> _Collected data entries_
————
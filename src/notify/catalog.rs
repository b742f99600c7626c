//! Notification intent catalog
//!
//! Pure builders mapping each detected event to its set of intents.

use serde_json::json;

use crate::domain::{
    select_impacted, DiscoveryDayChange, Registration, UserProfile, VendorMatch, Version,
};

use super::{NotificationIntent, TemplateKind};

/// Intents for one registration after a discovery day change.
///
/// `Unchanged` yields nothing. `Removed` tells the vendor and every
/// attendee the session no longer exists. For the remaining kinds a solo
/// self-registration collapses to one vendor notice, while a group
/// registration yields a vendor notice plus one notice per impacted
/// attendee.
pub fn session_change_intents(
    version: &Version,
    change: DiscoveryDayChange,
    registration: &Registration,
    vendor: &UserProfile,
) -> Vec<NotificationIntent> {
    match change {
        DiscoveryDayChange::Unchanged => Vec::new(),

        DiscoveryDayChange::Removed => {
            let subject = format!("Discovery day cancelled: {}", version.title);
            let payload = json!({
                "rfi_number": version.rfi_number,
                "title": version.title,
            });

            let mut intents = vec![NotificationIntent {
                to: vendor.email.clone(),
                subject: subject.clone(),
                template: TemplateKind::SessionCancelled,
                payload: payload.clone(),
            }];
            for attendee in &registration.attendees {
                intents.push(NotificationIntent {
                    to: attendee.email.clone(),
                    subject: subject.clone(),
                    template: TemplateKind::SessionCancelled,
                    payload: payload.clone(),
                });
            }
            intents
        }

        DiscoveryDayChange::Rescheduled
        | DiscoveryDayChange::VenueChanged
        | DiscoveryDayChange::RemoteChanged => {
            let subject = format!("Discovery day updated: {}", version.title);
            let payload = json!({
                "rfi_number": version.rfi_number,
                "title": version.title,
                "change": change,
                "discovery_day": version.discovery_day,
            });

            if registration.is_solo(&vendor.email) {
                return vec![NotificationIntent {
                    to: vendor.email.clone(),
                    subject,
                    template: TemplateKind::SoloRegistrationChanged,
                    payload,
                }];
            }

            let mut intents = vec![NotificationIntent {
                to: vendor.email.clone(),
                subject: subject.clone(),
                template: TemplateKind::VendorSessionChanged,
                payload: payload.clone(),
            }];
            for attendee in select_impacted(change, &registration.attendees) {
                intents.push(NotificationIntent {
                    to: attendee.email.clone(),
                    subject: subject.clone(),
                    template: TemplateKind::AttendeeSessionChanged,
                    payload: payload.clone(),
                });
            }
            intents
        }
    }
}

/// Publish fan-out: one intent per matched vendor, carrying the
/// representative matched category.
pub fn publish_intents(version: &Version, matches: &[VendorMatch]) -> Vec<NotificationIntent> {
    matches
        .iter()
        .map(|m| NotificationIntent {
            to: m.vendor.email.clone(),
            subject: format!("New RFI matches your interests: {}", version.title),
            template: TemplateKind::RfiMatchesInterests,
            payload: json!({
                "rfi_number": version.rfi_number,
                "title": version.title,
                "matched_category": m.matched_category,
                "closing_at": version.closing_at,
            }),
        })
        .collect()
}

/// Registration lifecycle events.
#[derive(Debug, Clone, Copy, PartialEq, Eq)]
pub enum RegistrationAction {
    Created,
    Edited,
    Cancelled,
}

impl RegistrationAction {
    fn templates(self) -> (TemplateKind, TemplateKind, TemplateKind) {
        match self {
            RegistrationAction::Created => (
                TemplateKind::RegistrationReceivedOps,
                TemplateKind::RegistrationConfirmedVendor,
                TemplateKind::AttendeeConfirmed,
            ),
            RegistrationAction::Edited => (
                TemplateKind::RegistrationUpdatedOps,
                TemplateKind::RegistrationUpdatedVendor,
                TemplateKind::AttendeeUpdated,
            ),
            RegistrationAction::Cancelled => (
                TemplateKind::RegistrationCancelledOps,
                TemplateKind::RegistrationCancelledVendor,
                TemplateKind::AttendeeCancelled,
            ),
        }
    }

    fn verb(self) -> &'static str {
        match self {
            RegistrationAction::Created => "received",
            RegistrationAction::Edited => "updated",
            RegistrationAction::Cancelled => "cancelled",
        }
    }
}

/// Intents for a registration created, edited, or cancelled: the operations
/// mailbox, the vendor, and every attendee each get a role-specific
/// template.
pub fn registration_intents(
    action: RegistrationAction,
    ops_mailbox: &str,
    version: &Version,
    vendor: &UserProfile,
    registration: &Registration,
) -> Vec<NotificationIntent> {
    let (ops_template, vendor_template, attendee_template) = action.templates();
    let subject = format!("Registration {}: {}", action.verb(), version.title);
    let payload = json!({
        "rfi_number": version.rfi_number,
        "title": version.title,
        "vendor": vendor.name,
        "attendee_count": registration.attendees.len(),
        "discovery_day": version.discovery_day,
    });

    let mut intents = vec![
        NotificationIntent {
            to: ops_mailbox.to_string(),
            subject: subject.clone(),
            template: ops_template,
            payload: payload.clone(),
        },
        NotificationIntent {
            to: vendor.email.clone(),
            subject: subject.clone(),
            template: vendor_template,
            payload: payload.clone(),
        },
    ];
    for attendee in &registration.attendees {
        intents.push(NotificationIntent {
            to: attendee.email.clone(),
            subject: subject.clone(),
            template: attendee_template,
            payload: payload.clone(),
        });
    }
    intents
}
————
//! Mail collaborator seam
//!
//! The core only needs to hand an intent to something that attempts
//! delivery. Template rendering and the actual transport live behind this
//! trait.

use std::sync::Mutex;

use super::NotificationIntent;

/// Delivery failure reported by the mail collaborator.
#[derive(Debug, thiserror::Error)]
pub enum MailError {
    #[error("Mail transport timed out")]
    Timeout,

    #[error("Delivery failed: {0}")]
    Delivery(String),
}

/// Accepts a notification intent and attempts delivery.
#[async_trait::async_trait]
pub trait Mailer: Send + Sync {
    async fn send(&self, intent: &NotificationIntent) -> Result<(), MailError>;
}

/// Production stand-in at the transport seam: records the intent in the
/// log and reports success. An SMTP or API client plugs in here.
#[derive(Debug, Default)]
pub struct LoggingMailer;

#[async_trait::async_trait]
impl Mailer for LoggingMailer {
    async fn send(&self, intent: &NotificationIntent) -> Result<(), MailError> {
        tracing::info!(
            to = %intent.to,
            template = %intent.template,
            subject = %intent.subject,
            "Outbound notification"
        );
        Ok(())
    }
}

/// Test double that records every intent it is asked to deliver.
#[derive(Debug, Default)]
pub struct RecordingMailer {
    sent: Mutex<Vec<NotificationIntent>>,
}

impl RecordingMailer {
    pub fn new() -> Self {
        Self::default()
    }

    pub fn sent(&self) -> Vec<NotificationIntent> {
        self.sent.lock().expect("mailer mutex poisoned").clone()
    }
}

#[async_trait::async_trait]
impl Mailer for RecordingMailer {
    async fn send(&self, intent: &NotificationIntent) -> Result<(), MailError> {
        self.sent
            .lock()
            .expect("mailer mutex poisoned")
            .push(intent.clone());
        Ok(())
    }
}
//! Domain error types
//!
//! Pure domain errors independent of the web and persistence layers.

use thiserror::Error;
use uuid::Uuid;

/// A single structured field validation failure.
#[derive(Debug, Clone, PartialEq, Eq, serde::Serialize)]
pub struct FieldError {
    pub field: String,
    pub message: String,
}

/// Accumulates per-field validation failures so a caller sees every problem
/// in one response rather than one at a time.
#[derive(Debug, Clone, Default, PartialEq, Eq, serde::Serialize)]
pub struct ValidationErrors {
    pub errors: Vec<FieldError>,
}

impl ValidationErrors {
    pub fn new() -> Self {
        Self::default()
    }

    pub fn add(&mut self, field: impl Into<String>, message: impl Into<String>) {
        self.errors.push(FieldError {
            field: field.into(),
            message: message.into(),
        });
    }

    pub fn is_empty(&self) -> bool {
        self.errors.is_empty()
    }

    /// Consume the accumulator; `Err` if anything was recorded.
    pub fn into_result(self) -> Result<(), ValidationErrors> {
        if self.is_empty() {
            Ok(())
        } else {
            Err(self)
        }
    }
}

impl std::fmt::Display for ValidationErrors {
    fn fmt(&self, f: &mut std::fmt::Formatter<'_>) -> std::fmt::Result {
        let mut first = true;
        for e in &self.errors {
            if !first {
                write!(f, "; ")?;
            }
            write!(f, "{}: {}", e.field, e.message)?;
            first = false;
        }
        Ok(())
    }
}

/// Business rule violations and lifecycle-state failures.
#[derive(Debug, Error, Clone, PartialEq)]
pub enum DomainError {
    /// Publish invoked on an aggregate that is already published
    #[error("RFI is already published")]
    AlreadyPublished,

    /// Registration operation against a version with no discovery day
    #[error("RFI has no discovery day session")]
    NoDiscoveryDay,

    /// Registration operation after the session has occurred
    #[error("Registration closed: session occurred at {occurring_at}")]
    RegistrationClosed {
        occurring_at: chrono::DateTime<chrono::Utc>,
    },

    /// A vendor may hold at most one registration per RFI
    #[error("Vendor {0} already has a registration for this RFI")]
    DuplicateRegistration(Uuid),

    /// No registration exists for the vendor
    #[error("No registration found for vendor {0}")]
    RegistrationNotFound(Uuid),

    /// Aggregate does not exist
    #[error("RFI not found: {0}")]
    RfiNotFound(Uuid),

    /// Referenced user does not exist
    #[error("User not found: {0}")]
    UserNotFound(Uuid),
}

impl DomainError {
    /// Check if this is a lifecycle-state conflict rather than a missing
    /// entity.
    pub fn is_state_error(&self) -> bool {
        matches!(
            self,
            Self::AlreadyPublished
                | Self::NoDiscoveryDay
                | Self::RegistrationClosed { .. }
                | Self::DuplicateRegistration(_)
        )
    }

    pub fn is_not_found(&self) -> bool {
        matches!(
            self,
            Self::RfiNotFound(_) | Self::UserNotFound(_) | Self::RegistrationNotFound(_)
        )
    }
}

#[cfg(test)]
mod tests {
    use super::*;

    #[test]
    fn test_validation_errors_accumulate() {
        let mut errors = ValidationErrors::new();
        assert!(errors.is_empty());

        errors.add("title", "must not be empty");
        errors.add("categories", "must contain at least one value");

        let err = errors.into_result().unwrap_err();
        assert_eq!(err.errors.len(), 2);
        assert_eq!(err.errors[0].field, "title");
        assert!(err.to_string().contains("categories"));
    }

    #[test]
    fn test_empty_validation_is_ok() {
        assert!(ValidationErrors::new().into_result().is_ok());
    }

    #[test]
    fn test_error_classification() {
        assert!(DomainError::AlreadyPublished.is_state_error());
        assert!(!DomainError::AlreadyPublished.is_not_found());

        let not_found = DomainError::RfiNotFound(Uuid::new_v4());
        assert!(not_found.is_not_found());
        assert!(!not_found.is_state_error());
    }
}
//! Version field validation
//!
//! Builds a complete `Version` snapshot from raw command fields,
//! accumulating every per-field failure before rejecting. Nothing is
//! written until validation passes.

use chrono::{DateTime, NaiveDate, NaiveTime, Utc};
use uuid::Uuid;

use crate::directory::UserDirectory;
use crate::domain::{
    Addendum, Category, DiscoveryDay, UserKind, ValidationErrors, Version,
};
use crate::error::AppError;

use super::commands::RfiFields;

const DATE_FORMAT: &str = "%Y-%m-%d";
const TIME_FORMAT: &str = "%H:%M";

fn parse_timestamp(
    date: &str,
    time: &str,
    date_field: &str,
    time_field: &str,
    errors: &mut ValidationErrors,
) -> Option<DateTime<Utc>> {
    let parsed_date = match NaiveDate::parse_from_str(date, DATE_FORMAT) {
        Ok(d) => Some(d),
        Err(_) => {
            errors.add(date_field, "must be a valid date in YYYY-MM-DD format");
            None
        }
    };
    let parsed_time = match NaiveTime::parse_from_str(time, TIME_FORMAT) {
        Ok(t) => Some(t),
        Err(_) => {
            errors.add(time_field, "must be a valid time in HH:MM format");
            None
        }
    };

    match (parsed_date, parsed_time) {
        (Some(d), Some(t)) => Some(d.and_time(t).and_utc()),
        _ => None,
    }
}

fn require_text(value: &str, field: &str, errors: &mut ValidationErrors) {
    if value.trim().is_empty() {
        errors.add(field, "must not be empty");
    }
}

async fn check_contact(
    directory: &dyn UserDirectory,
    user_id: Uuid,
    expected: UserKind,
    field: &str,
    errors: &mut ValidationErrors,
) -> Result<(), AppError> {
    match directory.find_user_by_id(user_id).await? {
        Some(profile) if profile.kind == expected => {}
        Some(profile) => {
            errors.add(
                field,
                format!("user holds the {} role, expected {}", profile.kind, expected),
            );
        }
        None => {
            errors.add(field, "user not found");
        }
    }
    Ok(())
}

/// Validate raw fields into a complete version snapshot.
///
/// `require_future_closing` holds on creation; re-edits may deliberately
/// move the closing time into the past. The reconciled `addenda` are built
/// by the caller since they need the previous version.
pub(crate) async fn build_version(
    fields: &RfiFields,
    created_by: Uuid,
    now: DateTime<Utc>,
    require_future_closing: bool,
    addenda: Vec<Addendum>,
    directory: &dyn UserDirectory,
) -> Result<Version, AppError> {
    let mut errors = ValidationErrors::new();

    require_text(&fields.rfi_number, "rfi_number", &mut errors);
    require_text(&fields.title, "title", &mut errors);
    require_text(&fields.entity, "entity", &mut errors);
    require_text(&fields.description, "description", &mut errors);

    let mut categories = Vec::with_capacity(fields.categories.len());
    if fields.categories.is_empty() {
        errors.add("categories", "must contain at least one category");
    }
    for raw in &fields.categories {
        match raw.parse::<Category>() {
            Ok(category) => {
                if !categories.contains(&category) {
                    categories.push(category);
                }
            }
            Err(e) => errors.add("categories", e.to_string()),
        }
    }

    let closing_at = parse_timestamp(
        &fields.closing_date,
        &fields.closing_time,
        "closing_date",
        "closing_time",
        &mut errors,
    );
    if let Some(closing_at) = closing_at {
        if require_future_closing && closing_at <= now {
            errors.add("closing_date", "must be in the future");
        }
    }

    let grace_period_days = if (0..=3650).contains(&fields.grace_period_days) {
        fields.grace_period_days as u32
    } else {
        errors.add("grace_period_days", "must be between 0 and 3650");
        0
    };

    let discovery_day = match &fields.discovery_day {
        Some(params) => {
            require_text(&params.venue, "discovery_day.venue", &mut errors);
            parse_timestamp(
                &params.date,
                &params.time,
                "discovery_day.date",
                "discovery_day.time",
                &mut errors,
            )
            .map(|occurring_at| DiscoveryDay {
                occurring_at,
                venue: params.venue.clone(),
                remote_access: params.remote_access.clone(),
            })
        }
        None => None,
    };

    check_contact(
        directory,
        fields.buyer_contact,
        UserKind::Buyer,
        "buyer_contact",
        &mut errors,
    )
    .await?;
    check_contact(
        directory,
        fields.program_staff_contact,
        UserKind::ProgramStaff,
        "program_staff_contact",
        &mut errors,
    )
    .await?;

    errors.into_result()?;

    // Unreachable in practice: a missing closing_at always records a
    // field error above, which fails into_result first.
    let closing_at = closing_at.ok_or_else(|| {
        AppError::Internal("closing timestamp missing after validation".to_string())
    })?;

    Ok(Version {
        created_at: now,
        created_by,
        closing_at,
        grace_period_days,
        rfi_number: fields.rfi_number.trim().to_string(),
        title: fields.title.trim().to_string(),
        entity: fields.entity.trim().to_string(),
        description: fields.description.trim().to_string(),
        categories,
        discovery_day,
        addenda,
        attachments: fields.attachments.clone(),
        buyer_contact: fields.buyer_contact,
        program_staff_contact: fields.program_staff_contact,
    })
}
————
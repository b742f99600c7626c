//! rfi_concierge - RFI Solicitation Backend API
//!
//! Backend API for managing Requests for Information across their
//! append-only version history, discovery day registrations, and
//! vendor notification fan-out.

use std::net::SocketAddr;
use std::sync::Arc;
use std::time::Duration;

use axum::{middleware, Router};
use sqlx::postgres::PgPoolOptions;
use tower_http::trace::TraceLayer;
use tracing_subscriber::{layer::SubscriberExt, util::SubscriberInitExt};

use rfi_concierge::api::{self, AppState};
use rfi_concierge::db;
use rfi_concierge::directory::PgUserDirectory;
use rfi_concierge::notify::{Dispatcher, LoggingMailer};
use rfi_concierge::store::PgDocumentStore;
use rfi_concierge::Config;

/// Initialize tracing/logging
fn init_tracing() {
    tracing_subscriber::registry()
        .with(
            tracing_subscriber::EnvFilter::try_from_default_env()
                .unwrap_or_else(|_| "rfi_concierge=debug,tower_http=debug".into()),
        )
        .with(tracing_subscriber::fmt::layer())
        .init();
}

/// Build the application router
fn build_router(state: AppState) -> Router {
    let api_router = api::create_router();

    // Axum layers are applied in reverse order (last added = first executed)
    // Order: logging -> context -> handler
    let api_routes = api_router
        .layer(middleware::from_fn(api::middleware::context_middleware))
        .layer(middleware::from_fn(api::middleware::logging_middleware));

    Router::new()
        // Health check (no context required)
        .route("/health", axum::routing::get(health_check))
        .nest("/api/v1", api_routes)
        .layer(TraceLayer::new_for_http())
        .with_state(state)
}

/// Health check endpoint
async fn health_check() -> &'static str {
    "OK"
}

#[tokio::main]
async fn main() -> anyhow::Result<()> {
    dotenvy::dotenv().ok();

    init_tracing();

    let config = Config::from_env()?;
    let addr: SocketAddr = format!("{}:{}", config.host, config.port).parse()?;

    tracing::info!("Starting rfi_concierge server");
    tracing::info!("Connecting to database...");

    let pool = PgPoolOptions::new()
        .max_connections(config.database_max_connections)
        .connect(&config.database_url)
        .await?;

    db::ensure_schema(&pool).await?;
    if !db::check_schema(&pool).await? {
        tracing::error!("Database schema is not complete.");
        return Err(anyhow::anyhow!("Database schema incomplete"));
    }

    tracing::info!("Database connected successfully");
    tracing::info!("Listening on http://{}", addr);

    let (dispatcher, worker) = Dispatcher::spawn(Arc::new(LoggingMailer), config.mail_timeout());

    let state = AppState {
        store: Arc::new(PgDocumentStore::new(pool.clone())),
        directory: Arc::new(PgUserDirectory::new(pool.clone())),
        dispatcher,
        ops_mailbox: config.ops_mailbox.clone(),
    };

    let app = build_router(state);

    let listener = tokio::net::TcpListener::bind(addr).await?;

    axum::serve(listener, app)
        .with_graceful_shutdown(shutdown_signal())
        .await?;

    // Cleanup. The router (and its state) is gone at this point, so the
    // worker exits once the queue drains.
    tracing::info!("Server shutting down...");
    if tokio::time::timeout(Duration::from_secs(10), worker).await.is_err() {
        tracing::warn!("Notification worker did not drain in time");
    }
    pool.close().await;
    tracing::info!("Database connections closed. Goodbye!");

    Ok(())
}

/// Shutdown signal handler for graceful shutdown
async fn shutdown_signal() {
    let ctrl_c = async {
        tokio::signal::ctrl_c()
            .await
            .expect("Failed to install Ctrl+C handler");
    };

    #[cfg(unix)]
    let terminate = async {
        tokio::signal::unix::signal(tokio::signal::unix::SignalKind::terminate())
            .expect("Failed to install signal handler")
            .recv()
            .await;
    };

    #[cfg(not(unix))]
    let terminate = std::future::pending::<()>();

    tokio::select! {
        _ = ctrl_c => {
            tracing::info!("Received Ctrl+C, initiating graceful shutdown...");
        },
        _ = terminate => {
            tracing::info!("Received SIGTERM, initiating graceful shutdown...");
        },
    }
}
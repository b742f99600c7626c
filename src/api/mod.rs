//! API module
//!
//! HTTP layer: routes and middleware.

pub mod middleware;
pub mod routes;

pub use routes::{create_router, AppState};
————
Whenever a line in the entries above includes the word "email", pull that line out.

> _EXERCISE OUTPUT_
                to: vendor.email.clone(),
                    to: attendee.email.clone(),
            if registration.is_solo(&vendor.email) {
                    to: vendor.email.clone(),
                to: vendor.email.clone(),
                    to: attendee.email.clone(),
            to: m.vendor.email.clone(),
            to: vendor.email.clone(),
            to: attendee.email.clone(),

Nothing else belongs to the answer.